## YOUR ASSIGNMENT
The required answer is each line in the entries below where "PresentMode" occurs.

—————

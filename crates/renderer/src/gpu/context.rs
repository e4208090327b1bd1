use anyhow::{anyhow, Context as AnyhowContext, Result};
use raw_window_handle::{HasDisplayHandle, HasWindowHandle};
use wgpu::TextureFormatFeatureFlags;
use winit::dpi::PhysicalSize;

use crate::types::{AdapterProfile, Antialiasing};

pub(crate) struct GpuContext {
    pub _instance: wgpu::Instance,
    pub surface: wgpu::Surface<'static>,
    pub device: wgpu::Device,
    pub queue: wgpu::Queue,
    pub config: wgpu::SurfaceConfiguration,
    pub size: PhysicalSize<u32>,
    pub sample_count: u32,
    pub surface_format: wgpu::TextureFormat,
    pub adapter_profile: AdapterProfile,
}

impl GpuContext {
    /// Creates the surface and device for `target`.
    ///
    /// The caller must keep `target` alive for as long as the context exists.
    pub(crate) fn new<T>(
        target: &T,
        initial_size: PhysicalSize<u32>,
        antialiasing: Antialiasing,
    ) -> Result<Self>
    where
        T: HasDisplayHandle + HasWindowHandle,
    {
        let instance = wgpu::Instance::new(&wgpu::InstanceDescriptor {
            backends: wgpu::Backends::all(),
            flags: wgpu::InstanceFlags::default(),
            memory_budget_thresholds: wgpu::MemoryBudgetThresholds::default(),
            backend_options: wgpu::BackendOptions::default(),
        });

        let window_handle = target
            .window_handle()
            .map_err(|err| anyhow!("failed to acquire window handle: {err}"))?;
        let display_handle = target
            .display_handle()
            .map_err(|err| anyhow!("failed to acquire display handle: {err}"))?;

        let surface = unsafe {
            instance.create_surface_unsafe(wgpu::SurfaceTargetUnsafe::RawHandle {
                raw_display_handle: display_handle.as_raw(),
                raw_window_handle: window_handle.as_raw(),
            })
        }
        .context("failed to create rendering surface")?;

        let adapter = pollster::block_on(instance.request_adapter(&wgpu::RequestAdapterOptions {
            power_preference: wgpu::PowerPreference::HighPerformance,
            compatible_surface: Some(&surface),
            force_fallback_adapter: false,
        }))
        .context("failed to find a suitable GPU adapter")?;

        let adapter_profile = AdapterProfile::from_wgpu(&adapter.get_info());
        let is_software = adapter_profile.is_software();
        tracing::debug!(
            name = %adapter_profile.name,
            backend = ?adapter_profile.backend,
            device_type = ?adapter_profile.device_type,
            is_software,
            "selected GPU adapter"
        );

        let limits = adapter.limits();
        let max_dimension = limits.max_texture_dimension_2d;
        let width = initial_size.width.max(1);
        let height = initial_size.height.max(1);
        if width > max_dimension || height > max_dimension {
            anyhow::bail!(
                "GPU max texture dimension is {max_dimension}, requested surface is {width}x{height}"
            );
        }

        let surface_caps = surface.get_capabilities(&adapter);
        let Some(&first_format) = surface_caps.formats.first() else {
            anyhow::bail!("surface reports no supported texture formats");
        };
        // The shader writes gamma-encoded color directly.
        let surface_format = surface_caps
            .formats
            .iter()
            .copied()
            .find(|format| !format.is_srgb())
            .unwrap_or_else(|| {
                tracing::warn!(
                    fallback = ?first_format,
                    "no non-sRGB surface format available; colors will look washed out"
                );
                first_format
            });

        let format_features = adapter.get_texture_format_features(surface_format);
        let mut supported_samples = format_features.flags.supported_sample_counts();
        if !supported_samples.contains(&1) {
            supported_samples.push(1);
        }
        supported_samples.sort_unstable();
        supported_samples.dedup();

        let mut sample_count = resolve_sample_count(antialiasing, &supported_samples);

        if sample_count > 1
            && !format_features
                .flags
                .contains(TextureFormatFeatureFlags::MULTISAMPLE_RESOLVE)
        {
            tracing::warn!(
                ?surface_format,
                "surface format does not support MSAA resolve; disabling MSAA"
            );
            sample_count = 1;
        }

        if is_software && sample_count > 1 {
            tracing::warn!(
                sample_count,
                "software rasterizer detected; disabling MSAA for performance"
            );
            sample_count = 1;
        }

        let mut required_features = wgpu::Features::empty();
        if sample_count > 4 {
            required_features |= wgpu::Features::TEXTURE_ADAPTER_SPECIFIC_FORMAT_FEATURES;
        }

        let (device, queue) = pollster::block_on(adapter.request_device(&wgpu::DeviceDescriptor {
            label: Some("raysketch device"),
            required_features,
            required_limits: limits,
            memory_hints: wgpu::MemoryHints::Performance,
            trace: wgpu::Trace::default(),
        }))
        .context("failed to create GPU device")?;

        let present_mode = surface_caps
            .present_modes
            .iter()
            .copied()
            .find(|mode| *mode == wgpu::PresentMode::Fifo)
            .or_else(|| surface_caps.present_modes.first().copied())
            .unwrap_or(wgpu::PresentMode::Fifo);
        let alpha_mode = surface_caps
            .alpha_modes
            .first()
            .copied()
            .unwrap_or(wgpu::CompositeAlphaMode::Auto);
        tracing::debug!(?present_mode, sample_count, "configuring surface");

        let size = PhysicalSize::new(width, height);
        let config = wgpu::SurfaceConfiguration {
            usage: wgpu::TextureUsages::RENDER_ATTACHMENT,
            format: surface_format,
            width,
            height,
            present_mode,
            alpha_mode,
            view_formats: vec![],
            desired_maximum_frame_latency: 2,
        };
        surface.configure(&device, &config);

        Ok(Self {
            _instance: instance,
            surface,
            device,
            queue,
            config,
            size,
            sample_count,
            surface_format,
            adapter_profile,
        })
    }

    pub(crate) fn resize(&mut self, new_size: PhysicalSize<u32>) {
        if new_size.width == 0 || new_size.height == 0 {
            return;
        }

        self.size = new_size;
        self.config.width = new_size.width;
        self.config.height = new_size.height;
        self.surface.configure(&self.device, &self.config);
    }

    /// Reapplies the current configuration after a lost or outdated surface.
    pub(crate) fn reconfigure(&mut self) {
        self.surface.configure(&self.device, &self.config);
    }
}

/// Picks the MSAA sample count for the requested policy.
///
/// `supported` must be sorted ascending and contain `1`.
fn resolve_sample_count(antialiasing: Antialiasing, supported: &[u32]) -> u32 {
    match antialiasing {
        Antialiasing::Auto => supported.last().copied().unwrap_or(1),
        Antialiasing::Off => 1,
        Antialiasing::Samples(requested) => {
            if supported.contains(&requested) {
                requested
            } else {
                let fallback = supported
                    .iter()
                    .copied()
                    .filter(|&count| count <= requested)
                    .max()
                    .unwrap_or(1);
                tracing::warn!(
                    requested,
                    fallback,
                    ?supported,
                    "requested MSAA sample count not supported; falling back"
                );
                fallback
            }
        }
    }
}

#[cfg(test)]
mod tests {
    use super::*;

    #[test]
    fn auto_picks_highest_supported() {
        assert_eq!(resolve_sample_count(Antialiasing::Auto, &[1, 2, 4]), 4);
    }

    #[test]
    fn unsupported_request_falls_back_to_lower_count() {
        assert_eq!(
            resolve_sample_count(Antialiasing::Samples(8), &[1, 4]),
            4
        );
        assert_eq!(resolve_sample_count(Antialiasing::Samples(2), &[1, 4]), 1);
    }

    #[test]
    fn off_is_single_sample() {
        assert_eq!(resolve_sample_count(Antialiasing::Off, &[1, 2, 4, 8]), 1);
    }
}
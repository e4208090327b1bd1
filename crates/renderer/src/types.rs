use std::path::PathBuf;

use motion::{ContentItem, SketchOptions};
use sketchconfig::AntialiasSetting;

/// Anti-aliasing policy for the render pipeline.
#[derive(Debug, Clone, Copy, PartialEq, Eq, Default)]
pub enum Antialiasing {
    /// Pick the highest sample count supported by the surface format.
    #[default]
    Auto,
    /// Disable MSAA and render directly into the swapchain.
    Off,
    /// Request a specific MSAA sample count (clamped to what the device supports).
    Samples(u32),
}

impl From<AntialiasSetting> for Antialiasing {
    fn from(setting: AntialiasSetting) -> Self {
        match setting {
            AntialiasSetting::Auto => Antialiasing::Auto,
            AntialiasSetting::Off => Antialiasing::Off,
            AntialiasSetting::Samples2 => Antialiasing::Samples(2),
            AntialiasSetting::Samples4 => Antialiasing::Samples(4),
            AntialiasSetting::Samples8 => Antialiasing::Samples(8),
            AntialiasSetting::Samples16 => Antialiasing::Samples(16),
        }
    }
}

/// What we learned about the adapter wgpu picked.
#[derive(Debug, Clone)]
pub struct AdapterProfile {
    pub name: String,
    pub backend: wgpu::Backend,
    pub device_type: wgpu::DeviceType,
}

impl AdapterProfile {
    pub fn from_wgpu(info: &wgpu::AdapterInfo) -> Self {
        Self {
            name: info.name.clone(),
            backend: info.backend,
            device_type: info.device_type,
        }
    }

    pub fn is_software(&self) -> bool {
        matches!(self.device_type, wgpu::DeviceType::Cpu)
            || self.name.to_ascii_lowercase().contains("llvmpipe")
    }
}

/// Immutable configuration passed to the renderer at start-up.
///
/// Mirrors the CLI flags and config file: window size, optional fragment
/// override, frame cap, MSAA, and the content the sketch cycles through.
#[derive(Debug, Clone)]
pub struct RendererConfig {
    /// Window size in physical pixels.
    pub surface_size: (u32, u32),
    /// Fragment shader body replacing the bundled raymarcher.
    pub shader_source: Option<PathBuf>,
    /// Optional FPS cap; `None` renders every vblank.
    pub target_fps: Option<f32>,
    pub antialiasing: Antialiasing,
    pub content: Vec<ContentItem>,
    pub sketch: SketchOptions,
}

impl Default for RendererConfig {
    fn default() -> Self {
        Self {
            surface_size: (1280, 720),
            shader_source: None,
            target_fps: None,
            antialiasing: Antialiasing::default(),
            content: motion::default_content(),
            sketch: SketchOptions::default(),
        }
    }
}

#[cfg(test)]
mod tests {
    use super::*;

    #[test]
    fn antialias_setting_maps_to_sample_counts() {
        assert_eq!(
            Antialiasing::from(AntialiasSetting::Samples4),
            Antialiasing::Samples(4)
        );
        assert_eq!(Antialiasing::from(AntialiasSetting::Off), Antialiasing::Off);
        assert_eq!(Antialiasing::from(AntialiasSetting::Auto), Antialiasing::Auto);
    }

    #[test]
    fn default_config_uses_builtin_content() {
        let config = RendererConfig::default();
        assert_eq!(config.content.len(), 3);
        assert!(config.shader_source.is_none());
    }
}
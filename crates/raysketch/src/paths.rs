//! Resolves where raysketch looks for its configuration file.
//!
//! `RAYSKETCH_CONFIG_DIR` overrides the platform config directory; an explicit
//! `--config` (or `RAYSKETCH_CONFIG`) bypasses directory lookup entirely.

use std::env;
use std::path::{Path, PathBuf};

use anyhow::{anyhow, Result};
use directories_next::ProjectDirs;

pub const ENV_CONFIG_DIR: &str = "RAYSKETCH_CONFIG_DIR";
pub const CONFIG_FILE_NAME: &str = "sketch.toml";

const QUALIFIER: &str = "org";
const ORGANISATION: &str = "raysketch";
const APPLICATION: &str = "raysketch";

/// Where the configuration came from; decides how a missing file is treated.
#[derive(Debug, Clone, Copy, PartialEq, Eq)]
pub enum ConfigOrigin {
    /// Named with `--config` or `RAYSKETCH_CONFIG`; must exist.
    Explicit,
    /// The per-user default location; may be absent.
    Default,
}

#[derive(Debug, Clone)]
pub struct ConfigLocation {
    pub path: PathBuf,
    pub origin: ConfigOrigin,
}

impl ConfigLocation {
    pub fn resolve(explicit: Option<&Path>) -> Result<Self> {
        if let Some(path) = explicit {
            return Ok(Self {
                path: path.to_path_buf(),
                origin: ConfigOrigin::Explicit,
            });
        }
        Ok(Self {
            path: config_dir()?.join(CONFIG_FILE_NAME),
            origin: ConfigOrigin::Default,
        })
    }
}

pub fn config_dir() -> Result<PathBuf> {
    if let Some(value) = env_override(ENV_CONFIG_DIR) {
        return Ok(value);
    }
    let project_dirs = ProjectDirs::from(QUALIFIER, ORGANISATION, APPLICATION)
        .ok_or_else(|| anyhow!("failed to determine user directories"))?;
    Ok(project_dirs.config_dir().to_path_buf())
}

fn env_override(key: &str) -> Option<PathBuf> {
    env::var_os(key)
        .filter(|value| !value.is_empty())
        .map(PathBuf::from)
}

#[cfg(test)]
mod tests {
    use super::*;

    #[test]
    fn explicit_path_wins() {
        let location = ConfigLocation::resolve(Some(Path::new("/tmp/custom.toml"))).unwrap();
        assert_eq!(location.path, PathBuf::from("/tmp/custom.toml"));
        assert_eq!(location.origin, ConfigOrigin::Explicit);
    }
}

—————

## WRITTEN REPLY
            .find(|mode| *mode == wgpu::PresentMode::Fifo)
            .unwrap_or(wgpu::PresentMode::Fifo);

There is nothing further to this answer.